### Problem to solve
Check every line of the entries below for the word "built", and copy the ones that have it.

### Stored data

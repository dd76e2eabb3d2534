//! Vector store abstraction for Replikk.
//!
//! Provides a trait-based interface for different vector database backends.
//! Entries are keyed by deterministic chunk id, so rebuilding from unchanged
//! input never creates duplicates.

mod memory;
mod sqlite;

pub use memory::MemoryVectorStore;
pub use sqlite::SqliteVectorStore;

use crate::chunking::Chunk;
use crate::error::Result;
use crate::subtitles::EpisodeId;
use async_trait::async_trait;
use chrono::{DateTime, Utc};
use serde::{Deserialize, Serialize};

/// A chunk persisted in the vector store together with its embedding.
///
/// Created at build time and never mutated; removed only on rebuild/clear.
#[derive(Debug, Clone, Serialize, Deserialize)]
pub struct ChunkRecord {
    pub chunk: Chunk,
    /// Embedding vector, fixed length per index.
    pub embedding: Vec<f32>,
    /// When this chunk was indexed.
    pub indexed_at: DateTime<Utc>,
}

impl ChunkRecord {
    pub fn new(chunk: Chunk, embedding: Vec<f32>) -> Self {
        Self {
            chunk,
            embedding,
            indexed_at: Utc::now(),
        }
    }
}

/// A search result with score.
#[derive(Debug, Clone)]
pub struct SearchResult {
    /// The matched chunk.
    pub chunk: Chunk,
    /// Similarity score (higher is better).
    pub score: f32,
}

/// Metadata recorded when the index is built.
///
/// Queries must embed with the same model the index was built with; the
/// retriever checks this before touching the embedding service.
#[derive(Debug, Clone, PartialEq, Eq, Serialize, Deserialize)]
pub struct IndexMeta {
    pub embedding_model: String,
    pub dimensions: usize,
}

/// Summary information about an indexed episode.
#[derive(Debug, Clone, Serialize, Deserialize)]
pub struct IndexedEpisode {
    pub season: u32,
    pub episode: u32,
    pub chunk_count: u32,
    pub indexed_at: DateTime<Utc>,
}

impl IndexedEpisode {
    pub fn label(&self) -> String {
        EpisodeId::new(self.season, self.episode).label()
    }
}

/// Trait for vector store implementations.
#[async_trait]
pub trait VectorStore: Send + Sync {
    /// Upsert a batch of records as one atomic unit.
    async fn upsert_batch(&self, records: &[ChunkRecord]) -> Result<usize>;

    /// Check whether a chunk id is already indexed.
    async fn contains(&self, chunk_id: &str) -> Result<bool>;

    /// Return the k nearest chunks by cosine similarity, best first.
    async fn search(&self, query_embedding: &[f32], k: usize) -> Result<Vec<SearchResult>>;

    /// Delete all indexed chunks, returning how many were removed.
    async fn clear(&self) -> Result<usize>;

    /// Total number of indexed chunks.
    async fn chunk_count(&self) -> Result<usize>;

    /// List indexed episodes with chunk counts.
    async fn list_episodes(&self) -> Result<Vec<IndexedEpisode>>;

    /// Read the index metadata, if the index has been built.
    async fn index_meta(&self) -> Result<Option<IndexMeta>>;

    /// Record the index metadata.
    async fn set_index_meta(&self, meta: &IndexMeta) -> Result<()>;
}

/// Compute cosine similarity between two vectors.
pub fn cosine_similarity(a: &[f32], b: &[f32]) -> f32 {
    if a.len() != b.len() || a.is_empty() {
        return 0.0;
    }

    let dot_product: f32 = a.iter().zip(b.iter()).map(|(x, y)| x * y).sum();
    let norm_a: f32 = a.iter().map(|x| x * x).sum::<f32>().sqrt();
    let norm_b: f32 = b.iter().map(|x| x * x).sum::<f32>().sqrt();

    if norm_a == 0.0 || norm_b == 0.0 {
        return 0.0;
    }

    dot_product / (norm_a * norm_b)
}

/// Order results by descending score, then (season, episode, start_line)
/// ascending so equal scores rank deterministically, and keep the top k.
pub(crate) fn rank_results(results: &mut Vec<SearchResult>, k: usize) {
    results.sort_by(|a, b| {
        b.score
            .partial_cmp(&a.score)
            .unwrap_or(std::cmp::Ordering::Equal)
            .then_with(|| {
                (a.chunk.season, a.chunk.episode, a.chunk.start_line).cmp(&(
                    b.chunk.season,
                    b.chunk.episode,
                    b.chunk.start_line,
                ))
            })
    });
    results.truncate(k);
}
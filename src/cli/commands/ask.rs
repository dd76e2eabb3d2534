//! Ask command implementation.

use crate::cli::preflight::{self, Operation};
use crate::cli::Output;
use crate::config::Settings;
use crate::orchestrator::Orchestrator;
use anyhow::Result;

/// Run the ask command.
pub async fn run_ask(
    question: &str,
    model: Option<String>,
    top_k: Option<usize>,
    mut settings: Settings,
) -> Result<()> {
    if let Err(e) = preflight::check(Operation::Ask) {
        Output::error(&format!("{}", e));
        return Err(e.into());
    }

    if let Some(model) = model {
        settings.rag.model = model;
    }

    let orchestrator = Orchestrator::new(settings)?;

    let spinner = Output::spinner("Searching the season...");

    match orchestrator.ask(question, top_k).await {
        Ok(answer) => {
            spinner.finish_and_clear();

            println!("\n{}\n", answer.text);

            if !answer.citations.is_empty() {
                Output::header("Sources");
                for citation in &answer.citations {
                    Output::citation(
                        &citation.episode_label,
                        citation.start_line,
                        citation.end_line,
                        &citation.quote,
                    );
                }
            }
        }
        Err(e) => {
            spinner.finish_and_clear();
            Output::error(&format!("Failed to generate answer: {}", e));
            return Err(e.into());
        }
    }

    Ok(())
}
* * *
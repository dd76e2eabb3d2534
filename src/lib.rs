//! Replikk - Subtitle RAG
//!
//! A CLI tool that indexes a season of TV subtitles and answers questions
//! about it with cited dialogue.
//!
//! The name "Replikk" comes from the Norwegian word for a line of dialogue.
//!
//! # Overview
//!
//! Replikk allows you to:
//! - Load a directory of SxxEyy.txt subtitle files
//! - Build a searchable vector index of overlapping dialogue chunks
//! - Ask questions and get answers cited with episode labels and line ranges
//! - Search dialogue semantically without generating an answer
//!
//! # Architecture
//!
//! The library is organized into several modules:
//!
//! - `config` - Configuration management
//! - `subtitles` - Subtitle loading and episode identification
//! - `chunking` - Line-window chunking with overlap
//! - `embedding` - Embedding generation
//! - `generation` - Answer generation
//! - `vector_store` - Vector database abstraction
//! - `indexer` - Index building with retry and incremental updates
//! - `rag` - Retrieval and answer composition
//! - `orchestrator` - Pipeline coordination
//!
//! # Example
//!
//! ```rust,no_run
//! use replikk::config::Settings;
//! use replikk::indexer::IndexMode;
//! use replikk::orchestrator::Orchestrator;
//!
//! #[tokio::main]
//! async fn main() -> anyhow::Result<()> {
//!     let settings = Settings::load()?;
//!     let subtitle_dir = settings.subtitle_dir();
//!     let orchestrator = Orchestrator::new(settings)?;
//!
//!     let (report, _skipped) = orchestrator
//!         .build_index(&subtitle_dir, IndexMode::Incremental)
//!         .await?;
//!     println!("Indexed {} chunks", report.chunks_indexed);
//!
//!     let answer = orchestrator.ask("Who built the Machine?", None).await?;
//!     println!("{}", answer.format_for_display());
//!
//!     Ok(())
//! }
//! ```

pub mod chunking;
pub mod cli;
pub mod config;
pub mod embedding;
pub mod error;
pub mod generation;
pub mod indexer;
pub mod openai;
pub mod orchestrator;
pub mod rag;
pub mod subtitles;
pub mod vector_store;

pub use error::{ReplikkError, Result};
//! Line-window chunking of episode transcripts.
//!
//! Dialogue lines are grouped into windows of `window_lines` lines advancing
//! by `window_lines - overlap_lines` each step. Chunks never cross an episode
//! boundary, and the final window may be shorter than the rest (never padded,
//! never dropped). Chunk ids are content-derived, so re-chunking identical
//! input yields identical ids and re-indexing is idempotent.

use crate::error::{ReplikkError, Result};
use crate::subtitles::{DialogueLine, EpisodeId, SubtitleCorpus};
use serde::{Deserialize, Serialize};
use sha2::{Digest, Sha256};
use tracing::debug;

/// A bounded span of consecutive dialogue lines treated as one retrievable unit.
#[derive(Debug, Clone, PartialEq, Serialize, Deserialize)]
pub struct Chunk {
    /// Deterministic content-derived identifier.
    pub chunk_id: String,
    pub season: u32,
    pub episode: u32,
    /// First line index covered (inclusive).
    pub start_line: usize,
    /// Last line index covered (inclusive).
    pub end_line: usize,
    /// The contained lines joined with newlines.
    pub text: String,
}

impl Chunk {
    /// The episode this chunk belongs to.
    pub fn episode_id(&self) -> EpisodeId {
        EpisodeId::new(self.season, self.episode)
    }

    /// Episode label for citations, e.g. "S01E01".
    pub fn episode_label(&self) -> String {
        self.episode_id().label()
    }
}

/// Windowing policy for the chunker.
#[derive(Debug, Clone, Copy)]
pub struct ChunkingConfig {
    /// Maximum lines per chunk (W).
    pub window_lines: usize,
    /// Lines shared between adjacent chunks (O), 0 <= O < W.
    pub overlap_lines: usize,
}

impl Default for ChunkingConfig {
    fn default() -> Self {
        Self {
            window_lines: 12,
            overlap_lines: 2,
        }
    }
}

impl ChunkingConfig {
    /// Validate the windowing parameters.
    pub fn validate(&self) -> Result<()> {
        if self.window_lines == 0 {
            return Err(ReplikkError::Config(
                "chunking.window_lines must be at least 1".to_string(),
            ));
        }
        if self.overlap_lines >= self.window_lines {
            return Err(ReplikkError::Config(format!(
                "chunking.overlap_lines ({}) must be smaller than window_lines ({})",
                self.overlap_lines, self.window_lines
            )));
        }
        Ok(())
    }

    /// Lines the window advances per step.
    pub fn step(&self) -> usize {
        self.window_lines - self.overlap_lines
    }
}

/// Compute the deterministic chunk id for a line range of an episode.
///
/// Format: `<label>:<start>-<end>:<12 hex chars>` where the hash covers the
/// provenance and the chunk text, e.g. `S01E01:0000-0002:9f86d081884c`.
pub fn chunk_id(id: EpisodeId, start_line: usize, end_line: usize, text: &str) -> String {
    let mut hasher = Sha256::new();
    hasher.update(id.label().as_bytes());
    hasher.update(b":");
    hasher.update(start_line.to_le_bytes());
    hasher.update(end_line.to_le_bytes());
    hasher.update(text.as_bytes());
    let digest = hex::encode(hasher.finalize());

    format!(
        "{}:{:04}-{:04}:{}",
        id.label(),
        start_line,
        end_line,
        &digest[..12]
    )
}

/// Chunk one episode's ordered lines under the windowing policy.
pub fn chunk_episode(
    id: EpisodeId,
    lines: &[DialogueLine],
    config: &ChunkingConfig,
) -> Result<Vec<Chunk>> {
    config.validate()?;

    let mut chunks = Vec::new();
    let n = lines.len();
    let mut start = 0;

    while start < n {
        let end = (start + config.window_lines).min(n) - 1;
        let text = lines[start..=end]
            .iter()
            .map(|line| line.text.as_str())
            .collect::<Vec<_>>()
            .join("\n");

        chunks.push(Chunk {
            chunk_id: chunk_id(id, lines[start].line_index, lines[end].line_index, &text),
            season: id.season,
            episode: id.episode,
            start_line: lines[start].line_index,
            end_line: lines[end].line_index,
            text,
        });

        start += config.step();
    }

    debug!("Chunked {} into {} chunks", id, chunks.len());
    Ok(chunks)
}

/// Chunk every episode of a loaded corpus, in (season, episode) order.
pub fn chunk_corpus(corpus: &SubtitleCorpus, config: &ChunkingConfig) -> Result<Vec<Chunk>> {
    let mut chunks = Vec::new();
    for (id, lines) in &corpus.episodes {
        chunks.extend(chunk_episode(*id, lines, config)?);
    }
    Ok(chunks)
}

### Answer
/// Metadata recorded when the index is built.
/// Queries must embed with the same model the index was built with; the
    /// Read the index metadata, if the index has been built.
//!     let answer = orchestrator.ask("Who built the Machine?", None).await?;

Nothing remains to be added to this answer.